The modules used in this code were numpy, matplotlib.pyplot and the gamma function from scipy.special.

Firstly, the data needed to be read into Python as a numpy array. This was complicated by the fact that the data was in five minute chunks. To combine the data, it was read into a list as separate arrays, modified so that it contained the correct time, and then concatenated together.

In [None]:
import numpy as np
import matplotlib.pyplot as plt
from scipy.special import gamma

B = []
for i in range(14):
    b0 = np.zeros((3000000, 3))
    b0[:, 0] = i*np.ones(3000000)*3000000 # Shifting counts accordingly.
    b0[:, 1] = i*np.ones(3000000)*300 # Shifting time accordingly.
    # B += [np.loadtxt(f".\\Data\\NuclearCounting{i+1}.txt", delimiter=', ') + b0]  # Importing and putting data into a list.
    B += [np.loadtxt(f"C:\\Users\\bayle\\OneDrive\\Documents\\University Documents\\2022 S1\\PHYSICS 390\\Experiment 311\\Data\\NuclearCounting{i+1}.txt", delimiter=', ') + b0]  # Importing and putting data into a list.

A = B[0]
for i in range(13):
    A = np.concatenate((A, B[i+1])) # Iteratively combining the data.
count = A[:, 0]
time = A[:, 1]
volt = A[:, 2]

Next, the peaks in the voltage needed to be recorded.

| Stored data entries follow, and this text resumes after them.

//! Admin endpoints: hit metrics and a storage reset for local development

use axum::{
    extract::State,
    response::Html,
    routing::{get, post},
    Router,
};
use serde::Serialize;
use tracing::{info, warn};

use crate::api::state::AppState;
use crate::api::types::{ApiError, Json};

pub fn create_admin_router() -> Router<AppState> {
    Router::new()
        .route("/metrics", get(metrics))
        .route("/reset", post(reset))
}

#[derive(Debug, Serialize)]
pub struct ResetResponse {
    pub users_removed: usize,
    pub chirps_removed: usize,
    pub hits_cleared: u64,
}

/// GET /admin/metrics
pub async fn metrics(State(state): State<AppState>) -> Html<String> {
    Html(render_metrics(state.hits.hits()))
}

fn render_metrics(hits: u64) -> String {
    format!(
        "<html>\n  <body>\n    <h1>Welcome, Chirpy Admin</h1>\n    <p>Chirpy has been visited {} times!</p>\n  </body>\n</html>\n",
        hits
    )
}

/// POST /admin/reset
///
/// Removes every chirp and user and zeroes the hit counter. Refused unless
/// `admin.reset_enabled` is set.
pub async fn reset(State(state): State<AppState>) -> Result<Json<ResetResponse>, ApiError> {
    if !state.reset_enabled {
        warn!("Rejected reset request, admin.reset_enabled is off");
        return Err(ApiError::forbidden("Reset is disabled"));
    }

    let chirps_removed = state.chirp_service.clear().await?;
    let users_removed = state.user_service.clear().await?;
    let hits_cleared = state.hits.reset();

    info!(users_removed, chirps_removed, hits_cleared, "Storage reset");

    Ok(Json(ResetResponse {
        users_removed,
        chirps_removed,
        hits_cleared,
    }))
}
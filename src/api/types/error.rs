//! HTTP error type with a `{"error": "..."}` body

use axum::{
    http::StatusCode,
    response::{IntoResponse, Response},
    Json,
};
use serde::{Deserialize, Serialize};
use tracing::error;

use crate::domain::DomainError;
use crate::infrastructure::auth::TokenError;

/// Message returned for failures the client cannot act on
const INTERNAL_MESSAGE: &str = "Something went wrong";

/// Error response body
#[derive(Debug, Clone, Serialize, Deserialize)]
pub struct ApiErrorResponse {
    pub error: String,
}

/// API error with status code
#[derive(Debug)]
pub struct ApiError {
    pub status: StatusCode,
    pub response: ApiErrorResponse,
}

impl ApiError {
    pub fn new(status: StatusCode, message: impl Into<String>) -> Self {
        Self {
            status,
            response: ApiErrorResponse {
                error: message.into(),
            },
        }
    }

    pub fn bad_request(message: impl Into<String>) -> Self {
        Self::new(StatusCode::BAD_REQUEST, message)
    }

    pub fn unauthorized(message: impl Into<String>) -> Self {
        Self::new(StatusCode::UNAUTHORIZED, message)
    }

    pub fn forbidden(message: impl Into<String>) -> Self {
        Self::new(StatusCode::FORBIDDEN, message)
    }

    pub fn not_found(message: impl Into<String>) -> Self {
        Self::new(StatusCode::NOT_FOUND, message)
    }

    pub fn conflict(message: impl Into<String>) -> Self {
        Self::new(StatusCode::CONFLICT, message)
    }

    /// Internal server error; the detail is logged, never returned
    pub fn internal(detail: impl std::fmt::Display) -> Self {
        error!(error = %detail, "Internal error");
        Self::new(StatusCode::INTERNAL_SERVER_ERROR, INTERNAL_MESSAGE)
    }

    pub fn message(&self) -> &str {
        &self.response.error
    }
}

impl IntoResponse for ApiError {
    fn into_response(self) -> Response {
        (self.status, Json(self.response)).into_response()
    }
}

impl From<DomainError> for ApiError {
    fn from(err: DomainError) -> Self {
        match err {
            DomainError::NotFound { message } => Self::not_found(message),
            DomainError::Validation { message } => Self::bad_request(message),
            DomainError::InvalidId { message } => Self::bad_request(message),
            DomainError::Credential { message } => Self::unauthorized(message),
            DomainError::Conflict { message } => Self::conflict(message),
            DomainError::Configuration { message } | DomainError::Internal { message } => {
                Self::internal(message)
            }
        }
    }
}

impl From<TokenError> for ApiError {
    fn from(err: TokenError) -> Self {
        match err {
            TokenError::Signing(detail) => Self::internal(detail),
            rejected => Self::unauthorized(rejected.to_string()),
        }
    }
}

impl std::fmt::Display for ApiError {
    fn fmt(&self, f: &mut std::fmt::Formatter<'_>) -> std::fmt::Result {
        write!(f, "{}: {}", self.status, self.response.error)
    }
}

impl std::error::Error for ApiError {}
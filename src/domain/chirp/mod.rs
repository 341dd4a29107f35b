//! Chirp domain

mod entity;
mod repository;
mod validation;

pub use entity::{Chirp, ChirpId};
pub use repository::ChirpRepository;
pub use validation::{
    clean_chirp_body, validate_chirp_body, ChirpValidationError, BANNED_WORDS, MAX_CHIRP_LENGTH,
};
//! In-memory chirp repository implementation

use async_trait::async_trait;
use std::collections::HashMap;
use tokio::sync::RwLock;

use crate::domain::chirp::{Chirp, ChirpId, ChirpRepository};
use crate::domain::DomainError;

#[derive(Debug, Default)]
struct ChirpStore {
    chirps: HashMap<ChirpId, Chirp>,
    /// Insertion order, used to break `created_at` ties
    order: Vec<ChirpId>,
}

#[derive(Debug, Default)]
pub struct InMemoryChirpRepository {
    store: RwLock<ChirpStore>,
}

impl InMemoryChirpRepository {
    pub fn new() -> Self {
        Self::default()
    }
}

#[async_trait]
impl ChirpRepository for InMemoryChirpRepository {
    async fn get(&self, id: &ChirpId) -> Result<Option<Chirp>, DomainError> {
        let store = self.store.read().await;
        Ok(store.chirps.get(id).cloned())
    }

    async fn create(&self, chirp: Chirp) -> Result<Chirp, DomainError> {
        let mut store = self.store.write().await;

        if store.chirps.contains_key(chirp.id()) {
            return Err(DomainError::conflict(format!(
                "Chirp with ID '{}' already exists",
                chirp.id()
            )));
        }

        store.order.push(*chirp.id());
        store.chirps.insert(*chirp.id(), chirp.clone());
        Ok(chirp)
    }

    async fn list(&self) -> Result<Vec<Chirp>, DomainError> {
        let store = self.store.read().await;
        let mut all: Vec<Chirp> = store
            .order
            .iter()
            .filter_map(|id| store.chirps.get(id))
            .cloned()
            .collect();

        // Stable sort keeps insertion order for equal timestamps
        all.sort_by_key(|c| c.created_at());
        Ok(all)
    }

    async fn clear(&self) -> Result<usize, DomainError> {
        let mut store = self.store.write().await;
        let removed = store.chirps.len();

        store.chirps.clear();
        store.order.clear();

        Ok(removed)
    }
}

#[cfg(test)]
mod tests {
    use super::*;
    use crate::domain::user::UserId;

    #[tokio::test]
    async fn test_create_and_get() {
        let repo = InMemoryChirpRepository::new();
        let chirp = Chirp::new(ChirpId::generate(), UserId::generate(), "Say my name.");
        let id = *chirp.id();

        repo.create(chirp).await.unwrap();

        let found = repo.get(&id).await.unwrap().unwrap();
        assert_eq!(found.body(), "Say my name.");
        assert!(repo.get(&ChirpId::generate()).await.unwrap().is_none());
    }

    #[tokio::test]
    async fn test_duplicate_id() {
        let repo = InMemoryChirpRepository::new();
        let chirp = Chirp::new(ChirpId::generate(), UserId::generate(), "first");

        repo.create(chirp.clone()).await.unwrap();
        let result = repo.create(chirp).await;

        assert!(matches!(result, Err(DomainError::Conflict { .. })));
    }

    #[tokio::test]
    async fn test_list_oldest_first() {
        let repo = InMemoryChirpRepository::new();
        let author = UserId::generate();

        for body in ["one", "two", "three"] {
            repo.create(Chirp::new(ChirpId::generate(), author, body))
                .await
                .unwrap();
            tokio::time::sleep(std::time::Duration::from_millis(2)).await;
        }

        let bodies: Vec<String> = repo
            .list()
            .await
            .unwrap()
            .iter()
            .map(|c| c.body().to_string())
            .collect();

        assert_eq!(bodies, vec!["one", "two", "three"]);
    }

    fn chirp_at(author: UserId, body: &str, created_at: &str) -> Chirp {
        serde_json::from_value(serde_json::json!({
            "id": ChirpId::generate(),
            "body": body,
            "user_id": author,
            "created_at": created_at,
            "updated_at": created_at,
        }))
        .unwrap()
    }

    #[tokio::test]
    async fn test_list_breaks_timestamp_ties_by_insertion() {
        let repo = InMemoryChirpRepository::new();
        let author = UserId::generate();
        let bodies = ["first", "second", "third", "fourth", "fifth"];

        for body in bodies {
            repo.create(chirp_at(author, body, "2024-01-01T00:00:00Z"))
                .await
                .unwrap();
        }

        for _ in 0..5 {
            let listed: Vec<String> = repo
                .list()
                .await
                .unwrap()
                .iter()
                .map(|c| c.body().to_string())
                .collect();

            assert_eq!(listed, bodies);
        }
    }

    #[tokio::test]
    async fn test_list_orders_by_timestamp_before_insertion() {
        let repo = InMemoryChirpRepository::new();
        let author = UserId::generate();

        repo.create(chirp_at(author, "later", "2024-01-02T00:00:00Z"))
            .await
            .unwrap();
        repo.create(chirp_at(author, "earlier", "2024-01-01T00:00:00Z"))
            .await
            .unwrap();

        let listed = repo.list().await.unwrap();
        assert_eq!(listed[0].body(), "earlier");
        assert_eq!(listed[1].body(), "later");
    }

    #[tokio::test]
    async fn test_clear() {
        let repo = InMemoryChirpRepository::new();
        let chirp = Chirp::new(ChirpId::generate(), UserId::generate(), "gone");
        let id = *chirp.id();
        repo.create(chirp).await.unwrap();

        assert_eq!(repo.clear().await.unwrap(), 1);
        assert!(repo.get(&id).await.unwrap().is_none());
        assert!(repo.list().await.unwrap().is_empty());
    }
}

As pointed out in the report, a deviation of $4\sigma$ from the mean seemed to be adequate to capture the peaks.

To encode peaks, the array `countfin` was constructed, which was essentially a function of the count: if a peak had started at the input count, then the output was 1, and otherwise it was 0. The array was constructed by iterating through the counts, first asking if the voltage was below $\mu - 4\sigma$, and second asking if the previous count was below $\mu - 4\sigma$. The second step was done by creating a toggle, which turned on when the threshold was reached.

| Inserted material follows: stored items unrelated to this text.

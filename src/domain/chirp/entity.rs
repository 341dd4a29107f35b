//! Chirp entity and identifier

use std::str::FromStr;

use chrono::{DateTime, Utc};
use serde::{Deserialize, Serialize};
use uuid::Uuid;

use super::validation::ChirpValidationError;
use crate::domain::user::UserId;

/// Chirp identifier
#[derive(Debug, Clone, Copy, PartialEq, Eq, Hash, Serialize, Deserialize)]
#[serde(transparent)]
pub struct ChirpId(Uuid);

impl ChirpId {
    pub fn generate() -> Self {
        Self(Uuid::new_v4())
    }

    pub fn parse(id: &str) -> Result<Self, ChirpValidationError> {
        Uuid::parse_str(id)
            .map(Self)
            .map_err(|_| ChirpValidationError::InvalidId(id.to_string()))
    }
}

impl FromStr for ChirpId {
    type Err = ChirpValidationError;

    fn from_str(s: &str) -> Result<Self, Self::Err> {
        Self::parse(s)
    }
}

impl std::fmt::Display for ChirpId {
    fn fmt(&self, f: &mut std::fmt::Formatter<'_>) -> std::fmt::Result {
        write!(f, "{}", self.0.hyphenated())
    }
}

/// A short post written by a user
#[derive(Debug, Clone, Serialize, Deserialize)]
pub struct Chirp {
    id: ChirpId,
    body: String,
    user_id: UserId,
    created_at: DateTime<Utc>,
    updated_at: DateTime<Utc>,
}

impl Chirp {
    /// Create a new chirp authored by `user_id`
    pub fn new(id: ChirpId, user_id: UserId, body: impl Into<String>) -> Self {
        let now = Utc::now();

        Self {
            id,
            body: body.into(),
            user_id,
            created_at: now,
            updated_at: now,
        }
    }

    pub fn id(&self) -> &ChirpId {
        &self.id
    }

    pub fn body(&self) -> &str {
        &self.body
    }

    pub fn user_id(&self) -> &UserId {
        &self.user_id
    }

    pub fn created_at(&self) -> DateTime<Utc> {
        self.created_at
    }

    pub fn updated_at(&self) -> DateTime<Utc> {
        self.updated_at
    }
}
//! Chirp repository trait

use async_trait::async_trait;
use std::fmt::Debug;

use super::entity::{Chirp, ChirpId};
use crate::domain::DomainError;

/// Repository trait for chirp storage
#[async_trait]
pub trait ChirpRepository: Send + Sync + Debug {
    async fn get(&self, id: &ChirpId) -> Result<Option<Chirp>, DomainError>;

    async fn create(&self, chirp: Chirp) -> Result<Chirp, DomainError>;

    /// List all chirps, oldest first
    async fn list(&self) -> Result<Vec<Chirp>, DomainError>;

    /// Remove every chirp, returning how many were removed
    async fn clear(&self) -> Result<usize, DomainError>;
}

To encode distances between peaks, `countd` was constructed. This was essentially done by iterating through countfin, finding when it was 1, and adding the corresponding count to `countd`.

In [None]:
mean = np.mean(volt)
sigma = np.std(volt)

countfin = np.zeros(len(count)) # Initializing countfin.

First = 1 # Toggle.

for i in range(len(count)): 
    if volt[i] <= mean - 4*sigma: # If the signal is significantly low,
        if NotFirst == 1: # and this is the first time in a while,
            countfin[i] = 1 # then a peak has started.
            First = 0 # No longer the first count below the peak.
    if volt[i] > mean - 4*sigma: # When the peak ends,
        First = 1 # the next dip below the threshold will be the first.

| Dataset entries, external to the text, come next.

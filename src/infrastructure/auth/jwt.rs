//! Bearer token issuance and verification (HS256 JWT)

use chrono::{DateTime, Duration, Utc};
use jsonwebtoken::{decode, encode, Algorithm, DecodingKey, EncodingKey, Header, Validation};
use serde::{Deserialize, Serialize};
use std::fmt::Debug;
use thiserror::Error;

use crate::domain::user::UserId;

/// Issuer written into every token
pub const TOKEN_ISSUER: &str = "chirpy";

/// Outcome of a failed issue or verify call
#[derive(Debug, Error, Clone, PartialEq, Eq)]
pub enum TokenError {
    /// Signing the claim set failed at the primitive level
    #[error("Failed to sign token: {0}")]
    Signing(String),

    /// Signature mismatch, wrong algorithm or malformed token
    #[error("Invalid token signature")]
    InvalidSignature,

    #[error("Token has expired")]
    Expired,

    /// Signature and expiry are fine but the subject is not a user ID
    #[error("Token subject is not a valid user ID")]
    InvalidSubject,
}

/// JWT claims structure
#[derive(Debug, Clone, PartialEq, Eq, Serialize, Deserialize)]
pub struct TokenClaims {
    /// Issuer
    pub iss: String,
    /// Issued at timestamp (Unix epoch seconds)
    pub iat: i64,
    /// Expiration timestamp (Unix epoch seconds)
    pub exp: i64,
    /// Subject (user ID); parsed only after signature and expiry pass
    #[serde(default)]
    pub sub: String,
}

impl TokenClaims {
    /// Build claims for `subject`, issued at `issued_at` and valid for `lifetime`.
    ///
    /// A negative lifetime yields claims that are already expired.
    pub fn new(
        subject: &UserId,
        issued_at: DateTime<Utc>,
        lifetime: Duration,
    ) -> Result<Self, TokenError> {
        let expires_at = issued_at
            .checked_add_signed(lifetime)
            .ok_or_else(|| TokenError::Signing("token lifetime out of range".to_string()))?;

        Ok(Self {
            iss: TOKEN_ISSUER.to_string(),
            iat: issued_at.timestamp(),
            exp: expires_at.timestamp(),
            sub: subject.to_string(),
        })
    }

    /// An expiration at or before `now` counts as expired
    pub fn is_expired_at(&self, now: DateTime<Utc>) -> bool {
        self.exp <= now.timestamp()
    }

    /// Parse the subject claim into a user ID
    pub fn subject(&self) -> Result<UserId, TokenError> {
        UserId::parse(&self.sub).map_err(|_| TokenError::InvalidSubject)
    }
}

/// Issue a signed token for `subject` valid for `lifetime` from now
pub fn issue_token(subject: &UserId, secret: &[u8], lifetime: Duration) -> Result<String, TokenError> {
    issue_token_at(subject, secret, lifetime, Utc::now())
}

/// Issue a signed token as if the current time were `issued_at`
pub fn issue_token_at(
    subject: &UserId,
    secret: &[u8],
    lifetime: Duration,
    issued_at: DateTime<Utc>,
) -> Result<String, TokenError> {
    let claims = TokenClaims::new(subject, issued_at, lifetime)?;
    sign_claims(&claims, secret)
}

/// Sign an arbitrary claim set with HS256
pub fn sign_claims(claims: &TokenClaims, secret: &[u8]) -> Result<String, TokenError> {
    if secret.is_empty() {
        return Err(TokenError::Signing("secret must be non-empty".to_string()));
    }

    encode(
        &Header::new(Algorithm::HS256),
        claims,
        &EncodingKey::from_secret(secret),
    )
    .map_err(|e| TokenError::Signing(e.to_string()))
}

/// Verify a token and return the user ID it was issued for
pub fn verify_token(token: &str, secret: &[u8]) -> Result<UserId, TokenError> {
    verify_token_at(token, secret, Utc::now())
}

/// Verify a token as if the current time were `now`.
///
/// Checks run in a fixed order: signature, then expiry, then subject shape.
pub fn verify_token_at(
    token: &str,
    secret: &[u8],
    now: DateTime<Utc>,
) -> Result<UserId, TokenError> {
    if secret.is_empty() {
        return Err(TokenError::InvalidSignature);
    }

    // Expiry is checked below against `now` with no leeway.
    let mut validation = Validation::new(Algorithm::HS256);
    validation.validate_exp = false;
    validation.set_required_spec_claims(&["exp"]);

    let claims = decode::<TokenClaims>(token, &DecodingKey::from_secret(secret), &validation)
        .map_err(|_| TokenError::InvalidSignature)?
        .claims;

    if claims.is_expired_at(now) {
        return Err(TokenError::Expired);
    }

    claims.subject()
}

/// Configuration for JWT service
#[derive(Clone)]
pub struct JwtConfig {
    /// Secret key for signing and verifying tokens
    pub secret: String,
    /// Default token lifetime
    pub token_lifetime: Duration,
}

impl JwtConfig {
    pub fn new(secret: impl Into<String>, token_lifetime: Duration) -> Self {
        Self {
            secret: secret.into(),
            token_lifetime,
        }
    }
}

impl Debug for JwtConfig {
    fn fmt(&self, f: &mut std::fmt::Formatter<'_>) -> std::fmt::Result {
        f.debug_struct("JwtConfig")
            .field("secret", &"[hidden]")
            .field("token_lifetime", &self.token_lifetime)
            .finish()
    }
}

/// Trait for bearer token operations bound to a server secret
pub trait JwtGenerator: Send + Sync + Debug {
    /// Issue a token for a user with an explicit lifetime
    fn generate(&self, subject: &UserId, lifetime: Duration) -> Result<String, TokenError>;

    /// Validate a token and return its subject
    fn validate(&self, token: &str) -> Result<UserId, TokenError>;

    /// The configured default (and maximum) token lifetime
    fn token_lifetime(&self) -> Duration;
}

/// JWT service using a single shared secret
#[derive(Debug, Clone)]
pub struct JwtService {
    config: JwtConfig,
}

impl JwtService {
    pub fn new(config: JwtConfig) -> Self {
        Self { config }
    }
}

impl JwtGenerator for JwtService {
    fn generate(&self, subject: &UserId, lifetime: Duration) -> Result<String, TokenError> {
        issue_token(subject, self.config.secret.as_bytes(), lifetime)
    }

    fn validate(&self, token: &str) -> Result<UserId, TokenError> {
        verify_token(token, self.config.secret.as_bytes())
    }

    fn token_lifetime(&self) -> Duration {
        self.config.token_lifetime
    }
}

# The last array records the exact counts at which peaks are.
countd = np.array([i for i in range(len(countfin)) if countfin[i]==1])

<h2>Constancy Check</h2>

Before the data could be interpreted, the constancy of the rate of counts needed to be verified. In this section the data was divided into 60-second intervals, and the number of counts in each interval was recorded. Then a line was fitted to the data, and the result was plotted.

In [None]:
Tc = 60 # Time interval for the constancy check

N = int(time[-1]/Tc) # The number of intervals
cnum = int(count[-1]/N) # The number of datapoints per interval

peakcount = np.zeros(N) # peakcount is the no. of peaks in each interval.
for i in range(N):
    ci = i*cnum # Starting count for the ith interval
    peakcount[i] = np.sum(countfin[ci:(ci+cnum)])

Z = np.arange(N)
p = np.polyfit(Z, parray, 1) # Fitted line
print(f'The slope of the line is {p[0]:.3g}.')

plt.figure()
plt.title('Counts per Minute')
plt.xlabel('Time (min)')
plt.ylabel('Counts')
plt.plot(Z, peakcount, label='Data')
plt.plot(Z, Z*p[0] + p[1], color='red', label='Fitted')
plt.legend()
plt.show()

<h2>Poisson Distribution</h2>

The Poisson distribution was the first that was tested, and to do so an interval length needed to be chosen. The distribution has a distinctive shape when the mean counts per interval is between 3 and 6, so the time interval was chosen so that this number was 4.5. The rest of the data analysis is self-explanatory.

In [None]:
mcr = np.sum(countfin)/time[-1] # Mean count rate; number of counts over time.
Tp = 4.5/mcr # explained above
Np = int(time[-1]/Tp) # Total number of intervals.
cnump = int(count[-1]/N) # Number of datapoints in each interval.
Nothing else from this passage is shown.